I misspell SOBRIQUET all the time (for some reason, "sobrioquet" looks better). And now it turns out that I‘ve been mispronouncing it too. I was up in arms at first, because Bing's dictionary gives an audio, rhyming with "etiquette." But I think that's just Bing.
Zing! (Apologies to MSFT Bing! workers everywhere, who work so hard to make such an inferior product. Double zing!)
Google's dictionary pronounces it with an ending K sound — matching the written pronunciation in both dictionaries. Ahem. BING!!!
That's all a long way of saying that my early-week "Name that Theme" game took an unexpected turn. I guessed the theme in two themers. Then I hit my ridiculous SOBRIQUET tangent.
ARE YOU OKAY, Mary Kay? How about you, SIR KAY, from the Arthurian legends? How does it feel to be passed over by some guy named MURRAY THE K? If it helps, SPECIAL K and VITAMIN K are lodging similar protests.

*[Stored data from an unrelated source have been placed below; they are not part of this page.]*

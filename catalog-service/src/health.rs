//! Health check handlers

use std::collections::BTreeMap;

use axum::{extract::State, http::StatusCode, response::IntoResponse, Json};
use serde::{Deserialize, Serialize};

use crate::state::AppState;

/// Liveness response
#[derive(Debug, Serialize, Deserialize)]
pub struct HealthResponse {
    pub status: String,
    pub service: String,
    pub version: String,
}

/// Readiness response with per-dependency status
#[derive(Debug, Serialize, Deserialize)]
pub struct ReadinessResponse {
    pub ready: bool,
    pub service: String,
    pub dependencies: BTreeMap<String, DependencyStatus>,
}

#[derive(Debug, Serialize, Deserialize)]
pub struct DependencyStatus {
    pub healthy: bool,
    #[serde(skip_serializing_if = "Option::is_none")]
    pub message: Option<String>,
}

/// Liveness probe, 200 whenever the process is serving
pub async fn health(State(state): State<AppState>) -> impl IntoResponse {
    let response = HealthResponse {
        status: "healthy".to_string(),
        service: state.config().service.name.clone(),
        version: env!("CARGO_PKG_VERSION").to_string(),
    };

    (StatusCode::OK, Json(response))
}

/// Readiness probe
///
/// Runs `SELECT 1` against the catalog database. 503 when it fails.
pub async fn readiness(State(state): State<AppState>) -> impl IntoResponse {
    let mut dependencies = BTreeMap::new();

    let database = match sqlx::query("SELECT 1").execute(state.pool()).await {
        Ok(_) => DependencyStatus {
            healthy: true,
            message: Some("Connected".to_string()),
        },
        Err(e) => {
            tracing::error!("Database health check failed: {}", e);
            DependencyStatus {
                healthy: false,
                message: Some(format!("Connection failed: {}", e)),
            }
        }
    };
    let ready = database.healthy;
    dependencies.insert("database".to_string(), database);

    let status = if ready {
        StatusCode::OK
    } else {
        StatusCode::SERVICE_UNAVAILABLE
    };

    let response = ReadinessResponse {
        ready,
        service: state.config().service.name.clone(),
        dependencies,
    };

    (status, Json(response))
}
//! # catalog-service
//!
//! Backend for a small library catalog: books, their authors and the
//! categories they are shelved under, stored in SQLite and served over HTTP.
//!
//! ## Features
//!
//! - **Repositories**: one generic paginated repository per entity, with
//!   foreign keys enforced by storage
//! - **HTTP API**: list, get, create, update and delete per collection, plus
//!   back-reference listings
//! - **Middleware stack**: request ids, sensitive header masking, timeouts,
//!   body limits, compression, panic recovery
//! - **Health checks**: liveness and readiness probes
//! - **Graceful shutdown**: SIGTERM and SIGINT
//!
//! ## Example
//!
//! ```rust,no_run
//! use catalog_service::prelude::*;
//!
//! #[tokio::main]
//! async fn main() -> Result<()> {
//!     let config = Config::load()?;
//!     init_tracing(&config)?;
//!
//!     let pool = create_pool(&config.database).await?;
//!     apply_schema(&pool).await?;
//!
//!     let app = router(AppState::new(config.clone(), pool));
//!     Server::new(config).serve(app).await
//! }
//! ```

pub mod config;
pub mod database;
pub mod error;
pub mod handlers;
pub mod health;
pub mod middleware;
pub mod model;
pub mod observability;
pub mod repository;
pub mod server;
pub mod state;

/// Commonly used types
pub mod prelude {
    pub use crate::config::Config;
    pub use crate::database::{apply_schema, connect_in_memory, create_pool};
    pub use crate::error::{Error, Result};
    pub use crate::handlers::{router, ApiError};
    pub use crate::model::{Author, Book, Category, NewAuthor, NewBook, NewCategory, Price};
    pub use crate::observability::init_tracing;
    pub use crate::repository::{
        PaginatedList, RelationLoader, Repository, RepositoryError, RepositoryErrorKind,
        SqlRepository,
    };
    pub use crate::server::Server;
    pub use crate::state::AppState;
}
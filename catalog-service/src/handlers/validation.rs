//! Field validation for request bodies
//!
//! Messages are user-facing and keyed by the camelCase wire field name.

use std::collections::BTreeMap;

use serde::{Deserialize, Serialize};

use super::error::{ApiError, ApiOperation};

/// Longest accepted name or title, in characters
pub const MAX_NAME_LENGTH: usize = 50;

/// A single failed rule on one field
#[derive(Debug, Clone, PartialEq, Eq, Serialize, Deserialize)]
pub struct FieldError {
    pub field: String,
    /// Machine-readable rule id such as `REQUIRED` or `TOO_LONG`
    pub code: String,
    pub message: String,
}

/// Collects field errors for one request body
#[derive(Debug, Default)]
pub struct Validator {
    errors: BTreeMap<String, Vec<FieldError>>,
}

impl Validator {
    pub fn new() -> Self {
        Self::default()
    }

    pub fn add(&mut self, field: &str, code: &str, message: impl Into<String>) {
        self.errors
            .entry(field.to_string())
            .or_default()
            .push(FieldError {
                field: field.to_string(),
                code: code.to_string(),
                message: message.into(),
            });
    }

    /// Non-blank text of at most [`MAX_NAME_LENGTH`] characters
    ///
    /// `label` is the capitalised field name used in messages.
    pub fn text(&mut self, field: &str, label: &str, value: &str) {
        if value.trim().is_empty() {
            self.add(field, "REQUIRED", format!("{} is required", label));
        } else if value.chars().count() > MAX_NAME_LENGTH {
            self.add(
                field,
                "TOO_LONG",
                format!("{} maximum length is {}", label, MAX_NAME_LENGTH),
            );
        }
    }

    /// Strictly positive identifier
    pub fn id(&mut self, field: &str, label: &str, value: i64) {
        if value <= 0 {
            self.add(field, "INVALID_ID", format!("Invalid {}", label));
        }
    }

    pub fn has_errors(&self) -> bool {
        !self.errors.is_empty()
    }

    pub fn error_count(&self) -> usize {
        self.errors.values().map(Vec::len).sum()
    }

    /// `Ok(value)` when nothing failed, otherwise a validation [`ApiError`]
    pub fn finish<T>(self, operation: ApiOperation, value: T) -> Result<T, ApiError> {
        if self.has_errors() {
            Err(ApiError::validation_failed(operation, self.errors))
        } else {
            Ok(value)
        }
    }
}
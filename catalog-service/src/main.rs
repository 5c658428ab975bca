use std::path::PathBuf;

use anyhow::Context;
use clap::{Parser, Subcommand};

use catalog_service::prelude::*;

/// Library catalog HTTP service
#[derive(Parser)]
#[command(name = "catalog-service")]
#[command(version, about, long_about = None)]
struct Cli {
    /// Load configuration from this file instead of the search path
    #[arg(long, short, env = "CATALOG_CONFIG", value_name = "FILE", global = true)]
    config: Option<PathBuf>,

    /// Override `service.port`
    #[arg(long, short, global = true)]
    port: Option<u16>,

    #[command(subcommand)]
    command: Option<Commands>,
}

#[derive(Subcommand)]
enum Commands {
    /// Create the schema if needed and serve HTTP (default)
    Serve,
    /// Create the schema if needed and exit
    Migrate,
}

#[tokio::main]
async fn main() -> anyhow::Result<()> {
    let cli = Cli::parse();

    let mut config = match &cli.config {
        Some(path) => Config::load_from(path)
            .with_context(|| format!("failed to load configuration from {}", path.display()))?,
        None => Config::load().context("failed to load configuration")?,
    };
    if let Some(port) = cli.port {
        config.service.port = port;
    }

    init_tracing(&config)?;

    let pool = create_pool(&config.database)
        .await
        .context("failed to open the catalog database")?;
    apply_schema(&pool).await?;

    match cli.command.unwrap_or(Commands::Serve) {
        Commands::Migrate => {
            tracing::info!("Schema is up to date");
            pool.close().await;
        }
        Commands::Serve => {
            let app = router(AppState::new(config.clone(), pool.clone()));
            Server::new(config).serve(app).await?;
            pool.close().await;
        }
    }

    Ok(())
}
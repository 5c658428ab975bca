//! Entity descriptors
//!
//! A descriptor is the only thing that differs between the catalog's
//! repositories: table, mutable columns, and the foreign keys pointing in
//! and out. [`SqlRepository`](super::SqlRepository) renders all of its SQL
//! from it.

use sqlx::{sqlite::SqliteRow, FromRow};

/// A foreign key held by an entity
#[derive(Debug, Clone, Copy, PartialEq, Eq)]
pub struct ForeignKey {
    /// Column holding the referenced id
    pub column: &'static str,
    /// Name of the referenced entity
    pub references: &'static str,
}

/// A foreign key held by another entity that points at this one
#[derive(Debug, Clone, Copy, PartialEq, Eq)]
pub struct BackReference {
    /// Name of the referencing entity
    pub entity: &'static str,
    /// Column in that table holding this entity's id
    pub column: &'static str,
}

/// Static description of how an entity is stored
#[derive(Debug, Clone, Copy, PartialEq, Eq)]
pub struct EntityDescriptor {
    /// Entity name used in errors and logs
    pub name: &'static str,
    /// Storage table
    pub table: &'static str,
    /// Mutable columns, excluding `id`, in binding order
    pub columns: &'static [&'static str],
    /// Foreign keys held by this entity
    pub foreign_keys: &'static [ForeignKey],
    /// Foreign keys elsewhere that restrict deleting this entity
    pub referenced_by: &'static [BackReference],
}

impl EntityDescriptor {
    /// `id` followed by the mutable columns, comma separated
    pub(crate) fn select_list(&self) -> String {
        std::iter::once("id")
            .chain(self.columns.iter().copied())
            .collect::<Vec<_>>()
            .join(", ")
    }

    /// Message for a write rejected by one of this entity's foreign keys
    pub(crate) fn dangling_reference_message(&self) -> String {
        let targets = self
            .foreign_keys
            .iter()
            .map(|fk| format!("{} ({})", fk.references, fk.column))
            .collect::<Vec<_>>()
            .join(" or ");
        format!("{} references a {} that does not exist", self.name, targets)
    }

    /// Message for a delete rejected because other rows still point here
    pub(crate) fn still_referenced_message(&self, id: i64) -> String {
        let referrers = self
            .referenced_by
            .iter()
            .map(|r| r.entity)
            .collect::<Vec<_>>()
            .join(" or ");
        format!("{} {} is still referenced by {} rows", self.name, id, referrers)
    }
}

/// A value bound to one mutable column
#[derive(Debug, Clone, PartialEq, Eq)]
pub enum ColumnValue {
    Text(String),
    Integer(i64),
}

/// An entity the generic repository can persist
///
/// Implementors return column values in the same order as
/// [`EntityDescriptor::columns`].
pub trait CatalogEntity:
    for<'r> FromRow<'r, SqliteRow> + Clone + Send + Sync + Unpin + 'static
{
    /// The entity without its storage-assigned id
    type Draft: Send + 'static;

    /// How the entity is stored
    const DESCRIPTOR: EntityDescriptor;

    /// Primary key
    fn id(&self) -> i64;

    /// Column values for inserting a draft
    fn draft_values(draft: Self::Draft) -> Vec<ColumnValue>;

    /// Column values for overwriting the stored row
    fn into_values(self) -> Vec<ColumnValue>;
}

I'd have been okay with just four themers, since 1.) the K rhymes get old pretty quick, and 2.) five themers strained the gridwork.
Now, I did like a lot of Gary's mid-length stuff. NEURONS / TAPIOCA, BEQUEST, NO SIREE, ATHEISM, all solid bonuses! RACE ME is a price to pay for that BEQUEST, but I like how it was clued, in a "race me" way that newbs could figure out.
Check out the south region though, where MURRAY THE K and ARE YOU OKAY overlap. Tough to find a four-letter entry that works in between them, and O SAY isn't great fill to begin with. Then, that forces RYANS, another dab of crossword glue. Top it off with ENE / SSW and I'd look to try a different grid layout.
Rhyming themes / different ways of spelling out a certain sound have been done so many times that it would have been great to do something fresher here. How about riffing on SPECIAL K — and having that K as the only K in the entire grid? Not sure how to clue that, but a twist like that could have raised the theme to a new level.